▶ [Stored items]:
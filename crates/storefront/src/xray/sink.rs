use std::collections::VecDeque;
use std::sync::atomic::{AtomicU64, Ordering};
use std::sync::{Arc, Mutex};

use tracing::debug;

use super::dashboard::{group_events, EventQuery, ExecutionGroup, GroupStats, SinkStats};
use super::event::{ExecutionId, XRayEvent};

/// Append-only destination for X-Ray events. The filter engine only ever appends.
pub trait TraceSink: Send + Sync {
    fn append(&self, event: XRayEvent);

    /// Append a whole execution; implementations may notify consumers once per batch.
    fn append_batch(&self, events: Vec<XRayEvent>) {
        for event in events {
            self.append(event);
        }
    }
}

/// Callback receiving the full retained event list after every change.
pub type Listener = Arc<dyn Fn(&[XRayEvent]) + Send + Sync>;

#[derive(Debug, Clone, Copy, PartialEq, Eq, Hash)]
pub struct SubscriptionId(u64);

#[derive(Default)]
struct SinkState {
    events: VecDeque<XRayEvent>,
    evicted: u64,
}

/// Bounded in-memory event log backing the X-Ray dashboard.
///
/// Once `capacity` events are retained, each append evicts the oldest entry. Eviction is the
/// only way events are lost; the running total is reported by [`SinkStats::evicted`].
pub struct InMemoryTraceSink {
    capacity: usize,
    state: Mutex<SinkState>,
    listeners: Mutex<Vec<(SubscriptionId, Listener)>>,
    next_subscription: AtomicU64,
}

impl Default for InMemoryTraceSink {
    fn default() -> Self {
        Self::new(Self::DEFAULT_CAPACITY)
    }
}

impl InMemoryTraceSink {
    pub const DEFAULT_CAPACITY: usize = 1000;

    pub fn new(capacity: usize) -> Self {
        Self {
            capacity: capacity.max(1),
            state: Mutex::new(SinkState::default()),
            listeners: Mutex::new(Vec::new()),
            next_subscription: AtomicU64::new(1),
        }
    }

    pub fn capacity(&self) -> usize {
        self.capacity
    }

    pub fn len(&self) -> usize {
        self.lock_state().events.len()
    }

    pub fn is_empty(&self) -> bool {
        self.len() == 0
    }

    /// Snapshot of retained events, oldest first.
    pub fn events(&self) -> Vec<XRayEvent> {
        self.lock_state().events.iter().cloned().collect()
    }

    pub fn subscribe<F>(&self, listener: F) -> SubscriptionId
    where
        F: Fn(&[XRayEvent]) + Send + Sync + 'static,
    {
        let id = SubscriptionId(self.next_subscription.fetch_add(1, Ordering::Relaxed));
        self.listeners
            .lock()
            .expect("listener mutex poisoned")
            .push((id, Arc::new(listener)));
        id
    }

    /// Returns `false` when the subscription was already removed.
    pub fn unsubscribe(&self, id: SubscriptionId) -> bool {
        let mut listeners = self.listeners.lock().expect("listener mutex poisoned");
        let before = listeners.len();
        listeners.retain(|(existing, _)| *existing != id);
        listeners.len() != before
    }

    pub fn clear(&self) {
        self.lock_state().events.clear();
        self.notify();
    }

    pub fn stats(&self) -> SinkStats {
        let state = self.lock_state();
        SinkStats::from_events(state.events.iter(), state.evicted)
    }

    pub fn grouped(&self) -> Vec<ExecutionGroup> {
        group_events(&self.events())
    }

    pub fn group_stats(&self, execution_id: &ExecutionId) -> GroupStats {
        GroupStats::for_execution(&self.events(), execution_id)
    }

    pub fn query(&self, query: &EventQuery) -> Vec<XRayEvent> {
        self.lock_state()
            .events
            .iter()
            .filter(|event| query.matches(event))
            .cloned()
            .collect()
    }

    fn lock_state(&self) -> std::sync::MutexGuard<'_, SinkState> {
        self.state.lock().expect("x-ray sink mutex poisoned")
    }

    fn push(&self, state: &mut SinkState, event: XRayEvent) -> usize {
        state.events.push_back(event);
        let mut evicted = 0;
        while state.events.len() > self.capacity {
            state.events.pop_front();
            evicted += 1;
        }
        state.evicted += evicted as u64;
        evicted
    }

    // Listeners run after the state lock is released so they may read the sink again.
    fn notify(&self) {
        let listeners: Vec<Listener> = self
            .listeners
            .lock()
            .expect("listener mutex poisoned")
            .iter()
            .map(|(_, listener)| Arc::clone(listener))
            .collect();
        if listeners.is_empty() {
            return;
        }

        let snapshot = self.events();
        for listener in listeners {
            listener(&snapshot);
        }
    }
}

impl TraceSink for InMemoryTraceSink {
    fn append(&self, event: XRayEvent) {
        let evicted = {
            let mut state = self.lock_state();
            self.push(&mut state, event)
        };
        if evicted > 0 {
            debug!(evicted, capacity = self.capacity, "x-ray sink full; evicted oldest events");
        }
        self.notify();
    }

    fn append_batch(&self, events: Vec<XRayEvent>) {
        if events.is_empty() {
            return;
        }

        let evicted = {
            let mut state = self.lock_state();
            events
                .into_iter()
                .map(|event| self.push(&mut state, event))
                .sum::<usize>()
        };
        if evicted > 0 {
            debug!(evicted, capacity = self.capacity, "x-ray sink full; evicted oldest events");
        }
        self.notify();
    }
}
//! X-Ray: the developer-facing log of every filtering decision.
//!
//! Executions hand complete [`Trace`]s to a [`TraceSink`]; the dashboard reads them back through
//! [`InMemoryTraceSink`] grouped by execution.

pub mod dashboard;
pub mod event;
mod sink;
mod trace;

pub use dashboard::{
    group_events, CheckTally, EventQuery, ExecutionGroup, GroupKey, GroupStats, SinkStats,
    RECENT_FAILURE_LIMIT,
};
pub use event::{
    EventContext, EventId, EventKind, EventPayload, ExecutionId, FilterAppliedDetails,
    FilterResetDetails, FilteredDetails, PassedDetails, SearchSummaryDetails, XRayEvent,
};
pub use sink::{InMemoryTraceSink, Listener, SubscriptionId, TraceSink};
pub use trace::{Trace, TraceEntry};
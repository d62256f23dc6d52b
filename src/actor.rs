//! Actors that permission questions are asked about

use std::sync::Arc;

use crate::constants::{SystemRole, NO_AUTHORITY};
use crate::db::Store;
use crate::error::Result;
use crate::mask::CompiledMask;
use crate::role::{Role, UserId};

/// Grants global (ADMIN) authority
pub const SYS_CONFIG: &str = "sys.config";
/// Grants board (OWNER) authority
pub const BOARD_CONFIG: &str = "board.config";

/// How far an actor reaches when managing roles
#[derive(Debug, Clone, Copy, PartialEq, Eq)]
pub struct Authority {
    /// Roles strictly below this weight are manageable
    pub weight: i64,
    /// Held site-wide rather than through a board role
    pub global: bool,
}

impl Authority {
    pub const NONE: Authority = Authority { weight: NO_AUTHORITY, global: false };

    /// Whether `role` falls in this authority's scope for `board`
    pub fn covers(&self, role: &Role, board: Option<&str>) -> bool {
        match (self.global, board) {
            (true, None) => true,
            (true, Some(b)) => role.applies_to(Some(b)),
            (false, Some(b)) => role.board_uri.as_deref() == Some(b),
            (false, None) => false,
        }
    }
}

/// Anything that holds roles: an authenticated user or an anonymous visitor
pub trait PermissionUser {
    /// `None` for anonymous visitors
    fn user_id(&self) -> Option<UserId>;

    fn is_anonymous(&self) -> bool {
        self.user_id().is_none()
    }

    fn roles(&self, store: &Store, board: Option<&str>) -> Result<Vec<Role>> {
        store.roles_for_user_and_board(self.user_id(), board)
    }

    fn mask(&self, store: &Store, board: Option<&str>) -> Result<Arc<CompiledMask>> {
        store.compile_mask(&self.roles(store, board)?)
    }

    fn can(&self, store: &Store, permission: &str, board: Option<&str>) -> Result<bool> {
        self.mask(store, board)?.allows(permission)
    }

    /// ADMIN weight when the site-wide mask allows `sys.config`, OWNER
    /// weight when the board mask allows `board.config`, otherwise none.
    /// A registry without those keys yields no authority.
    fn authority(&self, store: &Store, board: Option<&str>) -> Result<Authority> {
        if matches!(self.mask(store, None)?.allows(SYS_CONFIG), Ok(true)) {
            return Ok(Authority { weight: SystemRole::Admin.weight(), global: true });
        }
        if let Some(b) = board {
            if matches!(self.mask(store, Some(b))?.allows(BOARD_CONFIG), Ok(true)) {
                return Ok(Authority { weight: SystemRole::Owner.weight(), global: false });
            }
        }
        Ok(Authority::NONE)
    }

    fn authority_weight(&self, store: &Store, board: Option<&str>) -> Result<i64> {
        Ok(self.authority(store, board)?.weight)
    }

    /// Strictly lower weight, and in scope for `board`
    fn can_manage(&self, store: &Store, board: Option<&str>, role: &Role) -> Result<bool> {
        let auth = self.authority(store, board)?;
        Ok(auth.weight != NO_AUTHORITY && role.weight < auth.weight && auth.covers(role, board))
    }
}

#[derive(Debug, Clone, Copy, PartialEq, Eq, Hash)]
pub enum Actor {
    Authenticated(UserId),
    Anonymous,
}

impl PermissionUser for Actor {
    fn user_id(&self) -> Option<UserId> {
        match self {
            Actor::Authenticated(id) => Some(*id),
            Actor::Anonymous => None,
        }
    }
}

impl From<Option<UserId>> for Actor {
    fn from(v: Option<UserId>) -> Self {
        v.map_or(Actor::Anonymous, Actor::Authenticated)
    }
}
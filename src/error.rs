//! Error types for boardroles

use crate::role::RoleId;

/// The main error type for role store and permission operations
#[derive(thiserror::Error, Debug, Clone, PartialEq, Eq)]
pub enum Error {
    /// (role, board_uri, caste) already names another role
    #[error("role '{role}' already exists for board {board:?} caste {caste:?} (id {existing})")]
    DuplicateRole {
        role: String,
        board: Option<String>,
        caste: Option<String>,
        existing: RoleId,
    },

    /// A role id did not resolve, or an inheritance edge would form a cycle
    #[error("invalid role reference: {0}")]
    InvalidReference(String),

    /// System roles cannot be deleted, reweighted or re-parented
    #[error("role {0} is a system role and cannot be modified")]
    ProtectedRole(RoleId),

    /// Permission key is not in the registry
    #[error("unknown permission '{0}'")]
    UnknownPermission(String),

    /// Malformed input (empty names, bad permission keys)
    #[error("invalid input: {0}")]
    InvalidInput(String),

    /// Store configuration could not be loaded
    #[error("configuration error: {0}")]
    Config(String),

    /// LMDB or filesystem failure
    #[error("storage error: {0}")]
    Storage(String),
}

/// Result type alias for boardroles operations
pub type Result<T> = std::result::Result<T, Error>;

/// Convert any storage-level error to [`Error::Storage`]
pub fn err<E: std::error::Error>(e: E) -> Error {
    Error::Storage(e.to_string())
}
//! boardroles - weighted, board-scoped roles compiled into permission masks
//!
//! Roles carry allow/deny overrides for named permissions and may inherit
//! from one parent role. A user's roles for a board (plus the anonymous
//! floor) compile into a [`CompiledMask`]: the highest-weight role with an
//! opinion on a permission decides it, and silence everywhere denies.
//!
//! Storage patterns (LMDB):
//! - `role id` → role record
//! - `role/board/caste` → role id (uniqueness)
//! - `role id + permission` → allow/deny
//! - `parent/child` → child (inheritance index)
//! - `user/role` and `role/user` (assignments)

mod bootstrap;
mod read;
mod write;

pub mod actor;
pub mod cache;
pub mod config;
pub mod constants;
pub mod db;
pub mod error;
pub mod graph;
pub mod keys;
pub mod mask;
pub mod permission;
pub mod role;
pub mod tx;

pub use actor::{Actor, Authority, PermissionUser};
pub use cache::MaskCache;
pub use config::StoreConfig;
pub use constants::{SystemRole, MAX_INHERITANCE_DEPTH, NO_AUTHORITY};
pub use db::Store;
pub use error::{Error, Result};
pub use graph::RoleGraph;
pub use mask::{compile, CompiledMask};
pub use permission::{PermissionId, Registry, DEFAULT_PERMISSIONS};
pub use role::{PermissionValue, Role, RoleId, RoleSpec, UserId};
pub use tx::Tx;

▶ [Task instructions]: Looking at the entries above, determine how many lines contain the word "through" and state only that number.

▶ [Written solution]: 2